Incensed that the new bill would legally require compelled speech, Jordan began to boldly, and clearly speak out for free speech and against any law that either stifled or compelled it. Having a rich knowledge of totalitarianism, and knowing this bill was politically driven, Jordan put out a series of Youtube videos condemning the bill, which poured over into a general critique of political correctness and identity politics. His videos quickly garnered millions of views, stirring the hornets nest of the far left, but resonating and gaining support with far more people from a variety backgrounds. This put him at odds with the extreme progressives whose cultural and political foes usually came from conservative and or religious sects. And oddly, Jordan was neither of these. He might have held some views that leaned further right than left, but he always classified himself as a classic liberal, and he wasn’t speaking from a pulpit. Indeed, Jordan held to objective morality, but his own personal views on religion were nebulous and were far from fitting into a traditional systematic theology. Instead of speaking from a political or religious platform, Jordan spoke from an academic one, being a highly regarded psychologist, whose articulation and deep thinking formed an scholastic hybrid of philosophy, psychiatry, and history that challenged, as well as encouraged, many in unfamiliar ways.

JORDAN’S FANS AND FOES

Even though bill C-16 was ultimately passed, Jordan and his critique served as a public bulwark against extreme ideologies that usually sneak in legislation largely unnoticed and worse, unchallenged. But Jordan was not a one-trick pony. He seemed to take any invitation to speak and could give lectures on a variety of topics ranging from religion, mythology, and history, to philosophy, totalitarianism, and neuroscience. He also encouraged healthy masculinity and by doing so, found himself at odds with the current feminist doctrine of “toxic masculinity”. His prior stance on rejecting compelled speech for the transgendered created another group of political enemies. Jordan was also one of the few public figures taking on the front of the identity politic of “white privilege”. But Jordan’s courage to speak out against mainstream social issues was not done without a cost.  A staff member at Penguin Random House Canada, (by whom he was published) summarily accused Jordan of being "an icon of hate speech and transphobia" as well as "an icon of white supremacy”. (https://www.washingtontimes.com/news/2020/nov/24/jordan-b-peterson-book-deal-triggers-penguin-rando/). By all his political adversaries, Jordan was generally dismissed as an “angry white man.”
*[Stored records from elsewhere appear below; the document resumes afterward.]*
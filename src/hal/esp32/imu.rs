//! MPU6050 register-level driver over the shared I2C bus.
//!
//! Configures accel ±8 g, gyro ±500 °/s and the 21 Hz low-pass filter, then
//! burst-reads all six axes in one 14-byte transfer.

use std::sync::PoisonError;

use anyhow::{bail, Context};
use esp_idf_hal::delay::TickType;

use super::bus::SharedBus;
use super::pins::MPU6050_I2C_ADDR;
use crate::motion::{MotionSample, Vector3};
use crate::traits::MotionSensor;

// MPU6050 register addresses
const REG_PWR_MGMT_1: u8 = 0x6B;
const REG_CONFIG: u8 = 0x1A;
const REG_GYRO_CONFIG: u8 = 0x1B;
const REG_ACCEL_CONFIG: u8 = 0x1C;
const REG_ACCEL_XOUT_H: u8 = 0x3B; // Start of 14-byte sensor burst
const REG_WHO_AM_I: u8 = 0x75;
const WHO_AM_I_EXPECTED: u8 = 0x68;

/// LSB per g at ±8 g.
const ACCEL_SCALE_8G: f32 = 4096.0;
/// LSB per °/s at ±500 °/s.
const GYRO_SCALE_500: f32 = 65.5;
/// Standard gravity in m/s².
const STANDARD_GRAVITY: f32 = 9.806_65;

const I2C_TIMEOUT_MS: u64 = 100;

/// MPU6050 on the shared bus.
///
/// # Example
///
/// ```ignore
/// use rs_reps::hal::esp32::Mpu6050;
/// use rs_reps::traits::MotionSensor;
///
/// let mut imu = Mpu6050::new(i2c_bus);
/// imu.init()?;
/// let sample = imu.read()?;
/// log::info!("accel z = {:.2} m/s²", sample.accel.z);
/// ```
pub struct Mpu6050 {
    bus: SharedBus,
    timeout: u32,
}

impl Mpu6050 {
    /// Creates a driver at the default address. No bus traffic yet.
    pub fn new(bus: SharedBus) -> Self {
        Self {
            bus,
            timeout: TickType::new_millis(I2C_TIMEOUT_MS).ticks(),
        }
    }

    fn write_register(&self, reg: u8, value: u8) -> anyhow::Result<()> {
        let mut bus = self.bus.lock().unwrap_or_else(PoisonError::into_inner);
        bus.write(MPU6050_I2C_ADDR, &[reg, value], self.timeout)
            .with_context(|| format!("write register 0x{:02X}", reg))?;
        Ok(())
    }

    fn read_registers(&self, start: u8, buf: &mut [u8]) -> anyhow::Result<()> {
        let mut bus = self.bus.lock().unwrap_or_else(PoisonError::into_inner);
        bus.write_read(MPU6050_I2C_ADDR, &[start], buf, self.timeout)
            .with_context(|| format!("read from register 0x{:02X}", start))?;
        Ok(())
    }
}

impl MotionSensor for Mpu6050 {
    type Error = anyhow::Error;

    /// Verify WHO_AM_I, wake the sensor, and set ranges.
    fn init(&mut self) -> anyhow::Result<()> {
        let mut id = [0u8; 1];
        self.read_registers(REG_WHO_AM_I, &mut id)?;
        if id[0] != WHO_AM_I_EXPECTED {
            bail!("unexpected WHO_AM_I 0x{:02X}", id[0]);
        }

        // Wake up (clear SLEEP bit)
        self.write_register(REG_PWR_MGMT_1, 0x00)?;
        // DLPF bandwidth 21 Hz
        self.write_register(REG_CONFIG, 0x04)?;
        // Gyroscope: ±500 °/s
        self.write_register(REG_GYRO_CONFIG, 0x08)?;
        // Accelerometer: ±8 g
        self.write_register(REG_ACCEL_CONFIG, 0x10)?;

        log::info!("MPU6050 initialised (±8g, ±500°/s, DLPF 21Hz)");
        Ok(())
    }

    fn read(&mut self) -> anyhow::Result<MotionSample> {
        let mut raw = [0u8; 14];
        self.read_registers(REG_ACCEL_XOUT_H, &mut raw)?;

        let word = |i: usize| i16::from_be_bytes([raw[i], raw[i + 1]]) as f32;
        let accel = |i: usize| word(i) / ACCEL_SCALE_8G * STANDARD_GRAVITY;
        let gyro = |i: usize| word(i) / GYRO_SCALE_500;

        // raw[6..8] is temperature
        Ok(MotionSample::new(
            Vector3::new(accel(0), accel(2), accel(4)),
            Vector3::new(gyro(8), gyro(10), gyro(12)),
        ))
    }
}
//! Trait definitions for hardware abstraction.
//!
//! This module defines the core abstractions that allow rs-reps to run on
//! different hardware (ESP32, desktop mock).
//!
//! # Submodules
//!
//! - `hardware`: Motion sensor, button input, clock
//! - `display`: Display rendering trait
//!
//! # Hardware Abstraction
//!
//! The key hardware traits are:
//!
//! - [`MotionSensor`]: 6-axis accelerometer/gyroscope
//! - [`ButtonInput`]: Raw toggle button level
//! - [`Clock`]: Time source for `no_std` environments
//! - [`WorkoutDisplay`]: Small screen showing the session

pub mod display;
pub mod hardware;

pub use display::*;
pub use hardware::*;
//! Workout plan data model.
//!
//! A [`WorkoutPlan`] is exactly [`PLAN_LEN`] validated [`ExerciseSpec`]
//! entries. Plans are built once by the configuration interface and then
//! swapped into the controller whole; nothing mutates a plan in place.
//!
//! # Example
//!
//! ```rust
//! use rs_reps::{ExerciseSpec, ExerciseType, WorkoutPlan};
//!
//! let plan = WorkoutPlan::new([
//!     ExerciseSpec::new(ExerciseType::BicepCurl, 3, 10, 60).unwrap(),
//!     ExerciseSpec::new(ExerciseType::Squat, 3, 12, 90).unwrap(),
//!     ExerciseSpec::new(ExerciseType::ShoulderPress, 2, 8, 60).unwrap(),
//! ]);
//!
//! assert_eq!(plan.get(1).unwrap().name.as_str(), "Squat");
//! ```

use heapless::String as HString;

use crate::error::PlanError;

/// Number of exercises in every plan.
pub const PLAN_LEN: usize = 3;

/// Maximum sets per exercise.
pub const MAX_SETS: u8 = 10;

/// Maximum reps per set.
pub const MAX_REPS: u8 = 50;

/// Shortest allowed rest between sets, seconds.
pub const MIN_REST_SECONDS: u16 = 5;

/// Longest allowed rest between sets, seconds.
pub const MAX_REST_SECONDS: u16 = 300;

/// Capacity of an exercise display name.
pub const MAX_NAME_LEN: usize = 24;

/// Fixed-capacity exercise name.
pub type ExerciseName = HString<MAX_NAME_LEN>;

/// Supported exercise types.
///
/// The discriminants are the values used by the configuration form.
#[derive(Clone, Copy, Debug, PartialEq, Eq, Hash)]
#[cfg_attr(feature = "serde", derive(serde::Serialize, serde::Deserialize))]
#[cfg_attr(feature = "serde", serde(rename_all = "snake_case"))]
#[repr(u8)]
pub enum ExerciseType {
    /// Dumbbell bicep curl.
    BicepCurl = 0,
    /// Barbell deadlift.
    Deadlift = 1,
    /// Squat.
    Squat = 2,
    /// Dumbbell lateral raise.
    LateralRaise = 3,
    /// Overhead shoulder press.
    ShoulderPress = 4,
}

impl ExerciseType {
    /// Number of exercise types.
    pub const COUNT: usize = 5;

    /// All exercise types in form order.
    pub const ALL: [ExerciseType; Self::COUNT] = [
        ExerciseType::BicepCurl,
        ExerciseType::Deadlift,
        ExerciseType::Squat,
        ExerciseType::LateralRaise,
        ExerciseType::ShoulderPress,
    ];

    /// Looks up a type by its form value.
    ///
    /// ```
    /// use rs_reps::ExerciseType;
    ///
    /// assert_eq!(ExerciseType::from_index(2), Some(ExerciseType::Squat));
    /// assert_eq!(ExerciseType::from_index(5), None);
    /// ```
    pub fn from_index(index: u8) -> Option<Self> {
        Self::ALL.get(index as usize).copied()
    }

    /// The form value of this type.
    #[inline]
    pub const fn index(self) -> usize {
        self as usize
    }

    /// Snake-case key used in the status JSON.
    pub const fn as_str(self) -> &'static str {
        match self {
            ExerciseType::BicepCurl => "bicep_curl",
            ExerciseType::Deadlift => "deadlift",
            ExerciseType::Squat => "squat",
            ExerciseType::LateralRaise => "lateral_raise",
            ExerciseType::ShoulderPress => "shoulder_press",
        }
    }

    /// Display name from the fixed name table.
    pub const fn display_name(self) -> &'static str {
        match self {
            ExerciseType::BicepCurl => "Bicep Curl",
            ExerciseType::Deadlift => "Deadlift",
            ExerciseType::Squat => "Squat",
            ExerciseType::LateralRaise => "Lateral Raise",
            ExerciseType::ShoulderPress => "Shoulder Press",
        }
    }
}

/// One validated exercise entry.
#[derive(Clone, Debug, PartialEq, Eq)]
#[cfg_attr(feature = "serde", derive(serde::Serialize, serde::Deserialize))]
pub struct ExerciseSpec {
    /// Display name, taken from the exercise type.
    pub name: ExerciseName,
    /// Which detector to run.
    pub exercise_type: ExerciseType,
    /// Number of sets, 1..=10.
    pub sets: u8,
    /// Reps per set, 1..=50.
    pub reps: u8,
    /// Rest between sets, 5..=300 seconds.
    pub rest_seconds: u16,
}

impl ExerciseSpec {
    /// Validates the bounds and builds an entry.
    ///
    /// # Errors
    ///
    /// Returns [`PlanError`] if any value is outside its allowed range.
    pub fn new(
        exercise_type: ExerciseType,
        sets: u8,
        reps: u8,
        rest_seconds: u16,
    ) -> Result<Self, PlanError> {
        if !(1..=MAX_SETS).contains(&sets) {
            return Err(PlanError::SetsOutOfRange(sets as u16));
        }
        if !(1..=MAX_REPS).contains(&reps) {
            return Err(PlanError::RepsOutOfRange(reps as u16));
        }
        if !(MIN_REST_SECONDS..=MAX_REST_SECONDS).contains(&rest_seconds) {
            return Err(PlanError::RestOutOfRange(rest_seconds));
        }

        let mut name = ExerciseName::new();
        // Every table entry fits MAX_NAME_LEN
        let _ = name.push_str(exercise_type.display_name());

        Ok(Self {
            name,
            exercise_type,
            sets,
            reps,
            rest_seconds,
        })
    }
}

/// An ordered, fixed-length workout.
#[derive(Clone, Debug, PartialEq, Eq)]
#[cfg_attr(feature = "serde", derive(serde::Serialize, serde::Deserialize))]
pub struct WorkoutPlan {
    exercises: [ExerciseSpec; PLAN_LEN],
}

impl WorkoutPlan {
    /// Builds a plan from exactly [`PLAN_LEN`] entries.
    pub fn new(exercises: [ExerciseSpec; PLAN_LEN]) -> Self {
        Self { exercises }
    }

    /// Entry at `index`, if in range.
    pub fn get(&self, index: usize) -> Option<&ExerciseSpec> {
        self.exercises.get(index)
    }

    /// All entries in order.
    pub fn exercises(&self) -> &[ExerciseSpec; PLAN_LEN] {
        &self.exercises
    }

    /// Total reps across every set of every exercise.
    pub fn total_reps(&self) -> u32 {
        self.exercises
            .iter()
            .map(|e| e.sets as u32 * e.reps as u32)
            .sum()
    }
}

impl core::ops::Index<usize> for WorkoutPlan {
    type Output = ExerciseSpec;

    fn index(&self, index: usize) -> &ExerciseSpec {
        &self.exercises[index]
    }
}
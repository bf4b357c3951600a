//! I2C bus shared between the IMU and the OLED.
//!
//! Both devices sit on the same two wires. The driver lives for the whole
//! program inside a `Mutex`; each device takes the lock for one transaction
//! at a time.

use std::sync::{Mutex, PoisonError};

use embedded_hal::i2c::{Error as _, ErrorKind, ErrorType, I2c, Operation};
use esp_idf_hal::i2c::I2cDriver;

/// Thread-safe handle to the shared I2C bus.
pub type SharedBus = &'static Mutex<I2cDriver<'static>>;

/// `embedded-hal` I2C device on top of a [`SharedBus`].
///
/// Hands the display driver its own `I2c` implementor while the IMU keeps
/// using the bus directly.
#[derive(Clone, Copy)]
pub struct SharedI2c {
    bus: SharedBus,
}

impl SharedI2c {
    /// Wraps the shared bus.
    pub fn new(bus: SharedBus) -> Self {
        Self { bus }
    }
}

impl ErrorType for SharedI2c {
    type Error = ErrorKind;
}

impl I2c for SharedI2c {
    fn transaction(
        &mut self,
        address: u8,
        operations: &mut [Operation<'_>],
    ) -> Result<(), Self::Error> {
        // A panic elsewhere cannot leave the driver mid-transaction
        let mut bus = self.bus.lock().unwrap_or_else(PoisonError::into_inner);
        I2c::transaction(&mut *bus, address, operations).map_err(|e| e.kind())
    }
}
But despite the many political, philosophical, and controversial overtones of Jordan’s content, much of his advice was very practical, down to earth, and irrefutably good. In a word, Jordan challenged everyone, (both his private clients and those millions publicly listening to his lectures), to become better people by accepting more responsibility. Stand up straight. Make your bed. Beautify at least one room in your house. Discipline your children. Tell the truth. Work hard and be grateful in times of suffering were just some of his overall messages that attracted many and various types of people. Although Jordan had unintentionally amassed a large following of younger men, his audience was made up of men and women, theists and atheists, religious and secular, as well as those on the political right and left. All found Jordan’s insight and advice to be thought-provoking at least, and life changing at best.

Continuing to appear on countless shows, podcasts, interviews, debates, and lectures, Jordan’s fame was growing widespread. In 2018, he took a break from his teaching and clinical duties to work on his 2nd book, 12 Rules for Life: An Antidote to Chaos. The groundwork had been laid for the self-help book to quickly become a bestseller in several countries. And it was. Being promoted with a world tour, Jordan would eventually sale more than 5 million copies. He had been in the public eye for years, but now his popularity was soaring and his ideas, both the simple and complex, the practical and the philosophical, were not only being welcomed, but tried and found true by many. After the book tour, it seemed Jordan was at the pinnacle of his success. But little did he know that by very beginning of 2019, the next year his life, and the lives of his loved ones would start to unravel.

JORDAN’S FAMILY HEALTH

But unknown by Jordan, things may have started to go wrong as early as 2016. He stopped taking an anti-anxiety agent that he had been on for 20 years because of a recent change in his diet that he thought had rendered them of little to no use. But soon after in 2017, Jordan became very anxious and could not warm his body. He always felt physically cold no matter how many layers he covered himself with. His blood pressure also became dangerously low causing him to nearly black out when rising up from a sitting position. And on top of this all, Jordan suffered from complete insomnia. And sleep is the one thing that anxious and depressed people need and crave as its the only time to allow their mind to rest. With all these aliments, Jordan’s  family physician soon prescribed a benzodiazepine - which greatly helped with the insomnia and lessened the other symptoms as well. Under the assumption that benzodiazepines were relatively harmless, Jordan continued to take them for the next three years. While this change of medicine seemed like a good decision at the time, being coupled with the success of his book and his world tour, it might have precipitated his severely impaired health that started in January of 2019. The year started in Zurich, Switzerland, where Jordan’s daughter Mikhaila, underwent surgery to replace much of her ankle that was originally replaced over a decade earlier. And while it wasn’t a life-risking surgery, Jordan noticed an abnormal fear within himself begin to rise.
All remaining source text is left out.